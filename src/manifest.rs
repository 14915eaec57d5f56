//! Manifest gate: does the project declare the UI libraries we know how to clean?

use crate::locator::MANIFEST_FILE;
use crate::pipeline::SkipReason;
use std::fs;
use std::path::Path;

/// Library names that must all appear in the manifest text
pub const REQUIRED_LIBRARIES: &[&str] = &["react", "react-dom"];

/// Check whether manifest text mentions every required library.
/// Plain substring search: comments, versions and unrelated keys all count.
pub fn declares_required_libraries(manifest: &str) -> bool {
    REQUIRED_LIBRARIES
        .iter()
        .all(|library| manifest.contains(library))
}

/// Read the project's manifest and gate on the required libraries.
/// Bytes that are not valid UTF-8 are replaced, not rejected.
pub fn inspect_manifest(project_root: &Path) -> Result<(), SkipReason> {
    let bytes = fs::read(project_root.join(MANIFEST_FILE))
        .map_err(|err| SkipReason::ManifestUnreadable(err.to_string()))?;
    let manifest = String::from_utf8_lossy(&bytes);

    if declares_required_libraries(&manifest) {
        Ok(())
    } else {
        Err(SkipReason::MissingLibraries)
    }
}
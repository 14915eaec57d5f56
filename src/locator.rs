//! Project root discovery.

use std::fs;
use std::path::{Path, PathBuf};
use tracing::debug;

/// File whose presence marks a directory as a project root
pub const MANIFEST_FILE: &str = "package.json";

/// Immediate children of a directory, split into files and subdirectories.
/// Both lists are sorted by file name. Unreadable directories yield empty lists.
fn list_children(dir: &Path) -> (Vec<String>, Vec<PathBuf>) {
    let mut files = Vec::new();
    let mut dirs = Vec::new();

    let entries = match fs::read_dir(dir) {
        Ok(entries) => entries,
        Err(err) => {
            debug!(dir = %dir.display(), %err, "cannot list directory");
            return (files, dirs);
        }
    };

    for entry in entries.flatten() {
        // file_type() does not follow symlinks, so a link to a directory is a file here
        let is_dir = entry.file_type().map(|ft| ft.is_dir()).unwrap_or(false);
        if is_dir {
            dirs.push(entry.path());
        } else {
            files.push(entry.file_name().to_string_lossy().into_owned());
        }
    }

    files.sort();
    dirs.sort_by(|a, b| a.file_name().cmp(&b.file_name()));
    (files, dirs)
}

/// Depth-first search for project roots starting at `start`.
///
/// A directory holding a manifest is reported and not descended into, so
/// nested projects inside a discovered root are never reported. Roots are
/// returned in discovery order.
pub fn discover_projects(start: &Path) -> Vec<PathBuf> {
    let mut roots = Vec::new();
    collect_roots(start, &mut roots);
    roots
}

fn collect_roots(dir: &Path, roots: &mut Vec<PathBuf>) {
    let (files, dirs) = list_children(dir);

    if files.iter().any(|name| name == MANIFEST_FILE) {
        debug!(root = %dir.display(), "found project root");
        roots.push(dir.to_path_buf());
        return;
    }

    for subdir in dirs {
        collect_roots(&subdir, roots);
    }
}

= Work item =
Only lines that include "iter" belong in the answer; return them from the entries above.

= Your solution =
        .iter()
    if files.iter().any(|name| name == MANIFEST_FILE) {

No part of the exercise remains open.